In 1976, then-Attorney General Edward Levi promulgated the “Levi Guidelines,” investigative guidelines developed in response to domestic surveillance abuses, such as COINTELPRO, perpetrated by J. Edgar Hoover's FBI. Since the Carter administration, however, there has been an accelerating erosion of protections from domestic surveillance. The “Levi Guidelines” were later largely countermanded through changes by John Ashcroft and his successors at the Justice Department.

With the post-9/11 shift from enforcing the law to “intelligence gathering,” numerous public rules as well as secret guidelines were altered to maximize the gathering of information about Americans without requiring any criminal predicate. The new rule appears to be that almost everything is fair game without probable cause, except for home searches and phone taps (but even the rules for electronic surveillance and the acquisition of intelligence information are now subject to enormous loopholes due to changes pushed into law in 2008 by Director of National Intelligence-turned-Booz Allen Hamilton Vice Chairman Mike McConnell, with help from AT&T, Verizon, and others).  
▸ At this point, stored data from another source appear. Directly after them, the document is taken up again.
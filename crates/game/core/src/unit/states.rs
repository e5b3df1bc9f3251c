//! The unit state graph.
//!
//! Every non-terminal state checks death first, so a unit with no health left
//! goes to [`UnitStateKind::Die`] on the next update regardless of anything
//! else it was doing.

use state_machine::{GraphError, State, StateGraph, Transition};

use crate::kinds::ResourceType;

use super::body::UnitBody;

/// Named states of a unit.
#[derive(
    Clone,
    Copy,
    Debug,
    PartialEq,
    Eq,
    PartialOrd,
    Ord,
    Hash,
    strum::Display,
    strum::EnumString,
    strum::AsRefStr,
    strum::EnumIter,
    strum::IntoStaticStr,
)]
#[cfg_attr(feature = "serde", derive(serde::Serialize, serde::Deserialize))]
#[strum(serialize_all = "snake_case")]
pub enum UnitStateKind {
    Idle,
    Walk,
    Attack,
    ExtractWood,
    ExtractGold,
    CarryWood,
    CarryGold,
    /// Waiting, undisplayed, for a producer to release the unit.
    Produce,
    Die,
}

impl UnitStateKind {
    /// Animation played when entering the state.
    pub fn animation(self) -> &'static str {
        self.into()
    }

    pub fn extracting(kind: ResourceType) -> Self {
        match kind {
            ResourceType::Wood => UnitStateKind::ExtractWood,
            ResourceType::Gold => UnitStateKind::ExtractGold,
        }
    }

    pub fn carrying(kind: ResourceType) -> Self {
        match kind {
            ResourceType::Wood => UnitStateKind::CarryWood,
            ResourceType::Gold => UnitStateKind::CarryGold,
        }
    }
}

/// State graph shared by every unit.
pub type UnitGraph = StateGraph<UnitBody, UnitStateKind>;

type Exit = Transition<UnitBody, UnitStateKind>;

/// Builds the standard unit graph.
///
/// # Errors
///
/// Only fails if the graph below is inconsistent, which is a bug.
pub fn unit_graph() -> Result<UnitGraph, GraphError<UnitStateKind>> {
    StateGraph::builder()
        .state(Idle)
        .state(Walk)
        .state(Attack)
        .state(Extract(ResourceType::Wood))
        .state(Extract(ResourceType::Gold))
        .state(Carry(ResourceType::Wood))
        .state(Carry(ResourceType::Gold))
        .state(Produce)
        .state(Die)
        .build()
}

// Conditions

fn is_dead(body: &UnitBody) -> bool {
    body.stats.is_dead()
}

fn is_moving(body: &UnitBody) -> bool {
    body.is_moving()
}

fn has_arrived(body: &UnitBody) -> bool {
    !body.is_moving()
}

fn attack_started(body: &UnitBody) -> bool {
    body.flags.is_attack_started()
}

fn attack_ended(body: &UnitBody) -> bool {
    !body.flags.is_attack_started()
}

fn is_produced(body: &UnitBody) -> bool {
    body.flags.is_produced()
}

fn extracting_wood(body: &UnitBody) -> bool {
    body.flags.extract_resource() == Some(ResourceType::Wood)
}

fn extracting_gold(body: &UnitBody) -> bool {
    body.flags.extract_resource() == Some(ResourceType::Gold)
}

fn carrying_wood(body: &UnitBody) -> bool {
    body.flags.carry_resource() == Some(ResourceType::Wood)
}

fn carrying_gold(body: &UnitBody) -> bool {
    body.flags.carry_resource() == Some(ResourceType::Gold)
}

fn not_extracting_wood(body: &UnitBody) -> bool {
    !extracting_wood(body)
}

fn not_extracting_gold(body: &UnitBody) -> bool {
    !extracting_gold(body)
}

fn not_carrying_wood(body: &UnitBody) -> bool {
    !carrying_wood(body)
}

fn not_carrying_gold(body: &UnitBody) -> bool {
    !carrying_gold(body)
}

const DIE: Exit = Transition::new(UnitStateKind::Die, is_dead);

fn announce(body: &mut UnitBody, kind: UnitStateKind) {
    tracing::trace!(entity = %body.id, state = %kind, "entering state");
    body.play(kind.animation());
}

// States

struct Idle;

impl State<UnitBody, UnitStateKind> for Idle {
    fn kind(&self) -> UnitStateKind {
        UnitStateKind::Idle
    }

    fn transitions(&self) -> Vec<Exit> {
        vec![
            DIE,
            Transition::new(UnitStateKind::ExtractWood, extracting_wood),
            Transition::new(UnitStateKind::ExtractGold, extracting_gold),
            Transition::new(UnitStateKind::CarryWood, carrying_wood),
            Transition::new(UnitStateKind::CarryGold, carrying_gold),
            Transition::new(UnitStateKind::Walk, is_moving),
            Transition::new(UnitStateKind::Attack, attack_started),
        ]
    }

    fn enter(&self, body: &mut UnitBody) {
        announce(body, UnitStateKind::Idle);
    }
}

struct Walk;

impl State<UnitBody, UnitStateKind> for Walk {
    fn kind(&self) -> UnitStateKind {
        UnitStateKind::Walk
    }

    fn transitions(&self) -> Vec<Exit> {
        vec![
            DIE,
            Transition::new(UnitStateKind::Attack, attack_started),
            Transition::new(UnitStateKind::Idle, has_arrived),
        ]
    }

    fn enter(&self, body: &mut UnitBody) {
        announce(body, UnitStateKind::Walk);
    }
}

struct Attack;

impl State<UnitBody, UnitStateKind> for Attack {
    fn kind(&self) -> UnitStateKind {
        UnitStateKind::Attack
    }

    fn transitions(&self) -> Vec<Exit> {
        vec![DIE, Transition::new(UnitStateKind::Idle, attack_ended)]
    }

    fn enter(&self, body: &mut UnitBody) {
        announce(body, UnitStateKind::Attack);
    }
}

struct Extract(ResourceType);

impl State<UnitBody, UnitStateKind> for Extract {
    fn kind(&self) -> UnitStateKind {
        UnitStateKind::extracting(self.0)
    }

    fn transitions(&self) -> Vec<Exit> {
        match self.0 {
            ResourceType::Wood => vec![
                DIE,
                Transition::new(UnitStateKind::CarryWood, carrying_wood),
                Transition::new(UnitStateKind::Idle, not_extracting_wood),
            ],
            ResourceType::Gold => vec![
                DIE,
                Transition::new(UnitStateKind::CarryGold, carrying_gold),
                Transition::new(UnitStateKind::Idle, not_extracting_gold),
            ],
        }
    }

    fn enter(&self, body: &mut UnitBody) {
        announce(body, self.kind());
    }
}

struct Carry(ResourceType);

impl State<UnitBody, UnitStateKind> for Carry {
    fn kind(&self) -> UnitStateKind {
        UnitStateKind::carrying(self.0)
    }

    fn transitions(&self) -> Vec<Exit> {
        let done = match self.0 {
            ResourceType::Wood => not_carrying_wood,
            ResourceType::Gold => not_carrying_gold,
        };
        vec![DIE, Transition::new(UnitStateKind::Idle, done)]
    }

    fn enter(&self, body: &mut UnitBody) {
        announce(body, self.kind());
    }
}

struct Produce;

impl State<UnitBody, UnitStateKind> for Produce {
    fn kind(&self) -> UnitStateKind {
        UnitStateKind::Produce
    }

    fn transitions(&self) -> Vec<Exit> {
        vec![DIE, Transition::new(UnitStateKind::Idle, is_produced)]
    }

    fn enter(&self, body: &mut UnitBody) {
        body.display = false;
        announce(body, UnitStateKind::Produce);
    }

    fn exit(&self, body: &mut UnitBody) {
        body.display = true;
    }
}

struct Die;

impl State<UnitBody, UnitStateKind> for Die {
    fn kind(&self) -> UnitStateKind {
        UnitStateKind::Die
    }

    fn transitions(&self) -> Vec<Exit> {
        Vec::new()
    }

    fn is_terminal(&self) -> bool {
        true
    }

    fn enter(&self, body: &mut UnitBody) {
        announce(body, UnitStateKind::Die);
        body.dying_for = 0.0;
        body.parts.stop_all();
        body.parts.collidable.set_enabled(false);
        body.parts.selectable.on_selection(false);
        body.parts.selectable.set_enabled(false);
    }

    fn update(&self, body: &mut UnitBody, delta: f64) {
        if body.destroyed {
            return;
        }
        body.dying_for += delta;
        if body.dying_for >= body.config.death_delay {
            body.destroyed = true;
            tracing::info!(entity = %body.id, "unit destroyed");
        }
    }
}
It was a stroke of misfortune that, on 9/11, then-Vice President Dick Cheney served as the de facto head of the national security hierarchy. Cheney's “dark side” approach created a climate in which longstanding rules intended to protect basic rights were replaced with array of questionable, if not absurd, interpretations of domestic and international law.

As President Ford’s chief of staff, Cheney, with the aid of then-Deputy Attorney General Laurence H. Silberman, tried to thwart essential reforms of surveillance agencies. Silberman was later appointed to the Foreign Intelligence Surveillance Court and, at the urging of his former law clerk, then-Assistant Attorney General John Yoo, helped facilitate legal opinions instrumental to the George W. Bush administration's expansion of domestic surveillance activities by redefining Americans’ Fourth Amendment rights.
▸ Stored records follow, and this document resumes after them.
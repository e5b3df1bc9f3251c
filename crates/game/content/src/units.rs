//! Unit templates.

use std::collections::BTreeMap;

use skirmish_core::{Race, UnitStateKind};

/// Blueprint every spawned unit of a kind is assembled from.
#[derive(Clone, Debug, PartialEq)]
#[cfg_attr(feature = "serde", derive(serde::Serialize, serde::Deserialize))]
pub struct UnitTemplate {
    pub name: String,
    pub race: Race,
    pub max_health: u32,
    /// Tiles per second.
    pub speed: f64,
    #[cfg_attr(feature = "serde", serde(default))]
    pub attack: Option<AttackProfile>,
    #[cfg_attr(feature = "serde", serde(default))]
    pub harvest: Option<HarvestProfile>,
    /// Keyed by state name (`"idle"`, `"extract_wood"`, ...).
    #[cfg_attr(feature = "serde", serde(default))]
    pub animations: BTreeMap<String, AnimationSpec>,
}

impl UnitTemplate {
    pub fn new(name: impl Into<String>, race: Race, max_health: u32, speed: f64) -> Self {
        Self {
            name: name.into(),
            race,
            max_health,
            speed,
            attack: None,
            harvest: None,
            animations: BTreeMap::new(),
        }
    }

    #[must_use]
    pub fn with_attack(mut self, attack: AttackProfile) -> Self {
        self.attack = Some(attack);
        self
    }

    #[must_use]
    pub fn with_harvest(mut self, harvest: HarvestProfile) -> Self {
        self.harvest = Some(harvest);
        self
    }

    pub fn animation(&self, state: UnitStateKind) -> Option<&AnimationSpec> {
        self.animations.get(state.as_ref())
    }

    /// Animation keys that do not name a unit state.
    pub fn unknown_animations(&self) -> impl Iterator<Item = &str> {
        self.animations
            .keys()
            .map(String::as_str)
            .filter(|key| key.parse::<UnitStateKind>().is_err())
    }
}

/// How a unit fights.
#[derive(Clone, Copy, Debug, PartialEq)]
#[cfg_attr(feature = "serde", derive(serde::Serialize, serde::Deserialize))]
pub struct AttackProfile {
    pub damage: u32,
    /// Seconds between two hits.
    pub interval: f64,
    /// Reach in tiles (king moves).
    #[cfg_attr(feature = "serde", serde(default = "AttackProfile::melee"))]
    pub range: u32,
}

impl AttackProfile {
    pub const fn melee() -> u32 {
        1
    }
}

/// How a worker gathers resources.
#[derive(Clone, Copy, Debug, PartialEq)]
#[cfg_attr(feature = "serde", derive(serde::Serialize, serde::Deserialize))]
pub struct HarvestProfile {
    /// Load carried back per trip.
    pub capacity: u32,
    /// Seconds spent extracting one load.
    pub extraction_time: f64,
    /// Seconds spent inside the warehouse.
    pub drop_off_time: f64,
}

#[derive(Clone, Copy, Debug, PartialEq)]
#[cfg_attr(feature = "serde", derive(serde::Serialize, serde::Deserialize))]
pub struct AnimationSpec {
    pub frames: u32,
    pub frame_time: f64,
    #[cfg_attr(feature = "serde", serde(default = "AnimationSpec::looping_default"))]
    pub looping: bool,
}

impl AnimationSpec {
    const fn looping_default() -> bool {
        true
    }

    /// Duration of one full cycle in seconds.
    pub fn duration(&self) -> f64 {
        f64::from(self.frames) * self.frame_time
    }
}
Unfortunately, much of this backsliding has been embraced and further entrenched by the Obama administration.

The federal government, in general, claims to abide by a long-standing rule that a person will not be investigated based “solely” on protected First Amendment activity. But what does that amount to in reality? In Arizona, it appears fusion center personnel used the prospect of anarchist involvement in protests of banks, other corporations, and/or ALEC as a hook for dispatching at least one undercover officer to infiltrate groups of Americans organizing peaceful protests. Fusion center personnel even cited past instances of “violent tactics” perpetrated against ALEC in other states, when, in reality, there had only been one prior incident of graffiti (spray paint) at an ALEC event. 

Quite frankly, there is no way to know if groups of American anarchists have been infiltrated by law enforcement or intelligence agents acting as agent provocateurs, urging more aggressive action. It is worth noting that, in the case of the Phoenix infiltration, the undercover officer apparently claimed to be affiliated with an alleged Mexican anarchist group that claimed to have committed acts of arson.
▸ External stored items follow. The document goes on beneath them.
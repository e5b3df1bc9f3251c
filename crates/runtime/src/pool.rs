//! Reuse of destroyed units.
use std::collections::BTreeMap;

use skirmish_core::{Race, Unit};

use crate::kit::UnitKit;

/// Destroyed units waiting to be recycled, by template and race.
#[derive(Debug, Default)]
pub struct UnitPool {
    idle: BTreeMap<(String, Race), Vec<(Unit, UnitKit)>>,
}

impl UnitPool {
    pub fn put(&mut self, race: Race, unit: Unit, kit: UnitKit) {
        self.idle
            .entry((kit.template.clone(), race))
            .or_default()
            .push((unit, kit));
    }

    pub fn take(&mut self, template: &str, race: Race) -> Option<(Unit, UnitKit)> {
        self.idle.get_mut(&(template.to_owned(), race))?.pop()
    }

    pub fn len(&self) -> usize {
        self.idle.values().map(Vec::len).sum()
    }

    pub fn is_empty(&self) -> bool {
        self.len() == 0
    }
}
The idea that the prospect of graffiti can trigger months of infiltration and surreptitious surveillance of citizens exercising their freedom of conscience exposes that the idea our government will not monitor citizens based solely their exercise of First Amendment rights is little more than a joke. And that joke is on us.

Lisa Graves is the Executive Director of the Center for Media and Democracy and formerly served as Deputy Assistant Attorney General at the U.S. Department of Justice and as the Senior Legislative Strategist for the American Civil Liberties Union on national security issues. She has been called to testify before Congress as an expert witness on national security and civil liberties issues.